━━ Data listing ━━

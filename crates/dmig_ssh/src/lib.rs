#![allow(clippy::result_large_err)]

//! SSH local port forwarding for migration databases.
//!
//! A [`TunnelManager`] keeps at most one live forwarder per tunnel machine
//! name. Each forwarder multiplexes all of its connections on a single
//! thread: libssh2 sessions are not safely shareable across threads, so the
//! session and every channel stay on the thread that created them.

mod forwarder;
mod manager;
mod session;

pub use forwarder::{ActiveTunnel, spawn_forwarder};
pub use manager::{TunnelManager, TunnelSpawner};
pub use session::{HostKeyPolicy, establish_session};

use thiserror::Error;

/// SSH tunnel lifecycle errors.
#[derive(Debug, Error)]
pub enum TunnelError {
    /// TCP dial or SSH handshake against the server endpoint failed.
    #[error("ssh connection failed: {0}")]
    Connect(String),

    /// The server's host key failed known-hosts verification.
    #[error("host key verification failed: {0}")]
    HostKey(String),

    /// Agent authentication for the configured user failed.
    #[error("ssh authentication failed: {0}")]
    Auth(String),

    /// Could not bind the local listener endpoint.
    #[error("failed to bind local endpoint: {0}")]
    Bind(String),

    /// The forwarded remote endpoint is unreachable through the server.
    #[error("remote endpoint unreachable: {0}")]
    Remote(String),
}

━━━

Exercise instructions: Every single entry above has to be copied exactly.

Task result:
filename crates/dmig_ssh/src/lib.rs
#![allow(clippy::result_large_err)]

//! SSH local port forwarding for migration databases.
//!
//! A [`TunnelManager`] keeps at most one live forwarder per tunnel machine
//! name. Each forwarder multiplexes all of its connections on a single
//! thread: libssh2 sessions are not safely shareable across threads, so the
//! session and every channel stay on the thread that created them.

mod forwarder;
mod manager;
mod session;

pub use forwarder::{ActiveTunnel, spawn_forwarder};
pub use manager::{TunnelManager, TunnelSpawner};
pub use session::{HostKeyPolicy, establish_session};

use thiserror::Error;

/// SSH tunnel lifecycle errors.
#[derive(Debug, Error)]
pub enum TunnelError {
    /// TCP dial or SSH handshake against the server endpoint failed.
    #[error("ssh connection failed: {0}")]
    Connect(String),

    /// The server's host key failed known-hosts verification.
    #[error("host key verification failed: {0}")]
    HostKey(String),

    /// Agent authentication for the configured user failed.
    #[error("ssh authentication failed: {0}")]
    Auth(String),

    /// Could not bind the local listener endpoint.
    #[error("failed to bind local endpoint: {0}")]
    Bind(String),

    /// The forwarded remote endpoint is unreachable through the server.
    #[error("remote endpoint unreachable: {0}")]
    Remote(String),
}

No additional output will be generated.